= Work to complete =
In the data that follows, count each line holding the string "crate"; answer with the number only.

━━━━━━━━━━

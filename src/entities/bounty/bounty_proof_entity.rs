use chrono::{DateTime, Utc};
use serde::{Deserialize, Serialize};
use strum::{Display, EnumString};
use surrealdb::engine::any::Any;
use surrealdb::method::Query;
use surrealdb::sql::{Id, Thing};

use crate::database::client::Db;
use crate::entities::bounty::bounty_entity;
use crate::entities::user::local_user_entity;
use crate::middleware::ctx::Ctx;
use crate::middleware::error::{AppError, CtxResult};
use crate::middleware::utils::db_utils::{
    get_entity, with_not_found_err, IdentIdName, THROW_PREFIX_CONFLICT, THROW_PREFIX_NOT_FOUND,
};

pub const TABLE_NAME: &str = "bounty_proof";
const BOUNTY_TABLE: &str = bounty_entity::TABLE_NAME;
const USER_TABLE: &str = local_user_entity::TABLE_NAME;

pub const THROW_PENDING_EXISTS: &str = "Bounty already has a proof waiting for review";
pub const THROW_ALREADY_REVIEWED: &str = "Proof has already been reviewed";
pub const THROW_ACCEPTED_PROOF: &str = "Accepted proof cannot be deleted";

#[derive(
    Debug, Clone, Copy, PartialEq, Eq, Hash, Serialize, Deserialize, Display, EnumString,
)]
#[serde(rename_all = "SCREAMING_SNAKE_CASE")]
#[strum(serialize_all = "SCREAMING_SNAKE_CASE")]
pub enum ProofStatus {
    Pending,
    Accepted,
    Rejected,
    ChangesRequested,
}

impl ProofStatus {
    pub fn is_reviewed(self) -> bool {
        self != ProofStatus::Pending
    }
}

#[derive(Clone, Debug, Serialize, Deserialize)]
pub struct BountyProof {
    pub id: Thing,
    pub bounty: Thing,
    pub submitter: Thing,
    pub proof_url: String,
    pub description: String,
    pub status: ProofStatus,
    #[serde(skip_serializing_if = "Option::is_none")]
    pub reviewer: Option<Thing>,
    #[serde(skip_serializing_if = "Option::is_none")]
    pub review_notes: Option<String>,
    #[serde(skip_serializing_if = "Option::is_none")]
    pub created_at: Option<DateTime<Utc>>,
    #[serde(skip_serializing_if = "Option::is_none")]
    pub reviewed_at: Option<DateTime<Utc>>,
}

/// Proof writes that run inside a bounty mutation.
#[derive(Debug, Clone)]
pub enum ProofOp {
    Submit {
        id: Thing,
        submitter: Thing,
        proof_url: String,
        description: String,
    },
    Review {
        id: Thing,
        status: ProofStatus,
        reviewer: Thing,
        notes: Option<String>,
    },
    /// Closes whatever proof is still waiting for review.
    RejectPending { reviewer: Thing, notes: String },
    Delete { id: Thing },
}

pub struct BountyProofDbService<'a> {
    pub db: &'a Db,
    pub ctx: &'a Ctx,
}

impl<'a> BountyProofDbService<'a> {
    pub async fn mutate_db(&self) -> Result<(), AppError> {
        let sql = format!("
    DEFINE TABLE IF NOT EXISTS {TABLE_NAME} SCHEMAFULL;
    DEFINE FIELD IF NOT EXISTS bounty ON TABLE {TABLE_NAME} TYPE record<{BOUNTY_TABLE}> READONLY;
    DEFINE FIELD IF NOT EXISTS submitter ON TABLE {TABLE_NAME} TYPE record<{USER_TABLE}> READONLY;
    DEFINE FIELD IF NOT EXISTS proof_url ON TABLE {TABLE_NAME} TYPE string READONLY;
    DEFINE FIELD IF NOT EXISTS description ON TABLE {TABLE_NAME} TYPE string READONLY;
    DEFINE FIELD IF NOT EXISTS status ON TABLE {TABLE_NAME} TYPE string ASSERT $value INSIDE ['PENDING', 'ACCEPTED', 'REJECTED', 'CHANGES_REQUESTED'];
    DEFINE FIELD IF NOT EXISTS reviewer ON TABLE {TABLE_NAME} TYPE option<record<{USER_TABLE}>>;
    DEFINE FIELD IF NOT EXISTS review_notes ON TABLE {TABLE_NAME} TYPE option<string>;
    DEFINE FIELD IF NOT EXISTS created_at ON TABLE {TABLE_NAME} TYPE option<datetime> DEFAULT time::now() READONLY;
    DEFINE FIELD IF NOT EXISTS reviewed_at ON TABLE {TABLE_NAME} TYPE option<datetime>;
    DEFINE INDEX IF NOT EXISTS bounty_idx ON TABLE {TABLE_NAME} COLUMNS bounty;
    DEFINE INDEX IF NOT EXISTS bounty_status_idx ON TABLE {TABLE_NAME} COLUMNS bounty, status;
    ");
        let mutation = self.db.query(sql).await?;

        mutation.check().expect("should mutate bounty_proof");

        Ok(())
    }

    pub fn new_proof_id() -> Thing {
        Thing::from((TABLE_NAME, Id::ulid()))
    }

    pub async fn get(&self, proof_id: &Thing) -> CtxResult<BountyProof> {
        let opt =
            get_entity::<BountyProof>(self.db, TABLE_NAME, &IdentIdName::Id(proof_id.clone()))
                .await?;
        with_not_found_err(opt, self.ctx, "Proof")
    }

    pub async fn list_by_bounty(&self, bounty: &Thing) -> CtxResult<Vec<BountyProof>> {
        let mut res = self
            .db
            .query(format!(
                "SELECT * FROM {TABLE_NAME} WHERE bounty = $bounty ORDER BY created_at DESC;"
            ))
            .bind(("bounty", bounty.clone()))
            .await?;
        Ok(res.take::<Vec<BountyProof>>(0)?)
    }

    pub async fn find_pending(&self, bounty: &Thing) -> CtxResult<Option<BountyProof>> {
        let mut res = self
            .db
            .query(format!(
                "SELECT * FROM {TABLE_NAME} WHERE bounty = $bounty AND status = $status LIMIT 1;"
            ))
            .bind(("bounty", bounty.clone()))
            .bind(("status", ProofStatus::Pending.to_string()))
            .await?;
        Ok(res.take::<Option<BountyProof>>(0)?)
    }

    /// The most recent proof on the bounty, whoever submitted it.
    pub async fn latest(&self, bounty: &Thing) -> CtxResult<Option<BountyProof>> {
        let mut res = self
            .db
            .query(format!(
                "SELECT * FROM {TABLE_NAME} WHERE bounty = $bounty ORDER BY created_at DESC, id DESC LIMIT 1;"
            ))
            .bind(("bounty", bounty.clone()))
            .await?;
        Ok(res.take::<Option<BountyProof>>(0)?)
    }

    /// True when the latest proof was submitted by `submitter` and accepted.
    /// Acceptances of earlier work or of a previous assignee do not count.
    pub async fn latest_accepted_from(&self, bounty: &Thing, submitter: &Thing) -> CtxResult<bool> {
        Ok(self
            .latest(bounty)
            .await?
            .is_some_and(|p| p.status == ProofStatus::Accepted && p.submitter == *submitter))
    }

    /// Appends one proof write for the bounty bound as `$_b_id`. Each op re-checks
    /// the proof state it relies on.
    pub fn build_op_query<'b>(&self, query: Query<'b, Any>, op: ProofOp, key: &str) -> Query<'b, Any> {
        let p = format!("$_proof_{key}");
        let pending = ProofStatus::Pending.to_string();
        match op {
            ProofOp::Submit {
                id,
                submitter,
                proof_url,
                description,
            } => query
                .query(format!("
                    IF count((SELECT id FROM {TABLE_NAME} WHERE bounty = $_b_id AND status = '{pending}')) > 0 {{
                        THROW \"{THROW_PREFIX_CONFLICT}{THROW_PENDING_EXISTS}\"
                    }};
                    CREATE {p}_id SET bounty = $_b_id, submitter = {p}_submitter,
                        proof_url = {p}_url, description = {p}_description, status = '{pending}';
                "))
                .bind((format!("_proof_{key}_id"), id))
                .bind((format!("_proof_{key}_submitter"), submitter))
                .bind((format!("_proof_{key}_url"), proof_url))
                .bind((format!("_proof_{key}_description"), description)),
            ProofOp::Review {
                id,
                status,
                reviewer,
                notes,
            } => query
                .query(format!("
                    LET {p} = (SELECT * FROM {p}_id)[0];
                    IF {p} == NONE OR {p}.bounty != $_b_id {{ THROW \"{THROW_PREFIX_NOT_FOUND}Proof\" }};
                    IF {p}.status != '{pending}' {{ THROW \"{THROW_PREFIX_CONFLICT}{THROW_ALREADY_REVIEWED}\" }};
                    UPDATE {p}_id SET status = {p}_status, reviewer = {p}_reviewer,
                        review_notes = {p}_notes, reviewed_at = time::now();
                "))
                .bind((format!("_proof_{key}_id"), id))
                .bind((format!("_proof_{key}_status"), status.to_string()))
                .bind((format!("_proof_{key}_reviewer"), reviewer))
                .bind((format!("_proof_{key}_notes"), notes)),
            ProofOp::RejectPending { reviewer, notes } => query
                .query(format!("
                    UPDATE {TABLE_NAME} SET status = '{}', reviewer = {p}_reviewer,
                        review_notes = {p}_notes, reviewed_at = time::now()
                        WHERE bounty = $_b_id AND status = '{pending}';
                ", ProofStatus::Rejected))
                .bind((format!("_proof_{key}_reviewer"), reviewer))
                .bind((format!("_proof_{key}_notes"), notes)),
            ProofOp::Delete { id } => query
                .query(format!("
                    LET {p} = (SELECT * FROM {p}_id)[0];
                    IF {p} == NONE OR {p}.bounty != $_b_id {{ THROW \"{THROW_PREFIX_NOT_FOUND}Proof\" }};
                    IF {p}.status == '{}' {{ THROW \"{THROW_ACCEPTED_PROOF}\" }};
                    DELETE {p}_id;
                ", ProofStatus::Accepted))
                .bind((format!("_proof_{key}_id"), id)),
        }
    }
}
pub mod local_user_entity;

━━━━━━━━━━

= Written answer =
6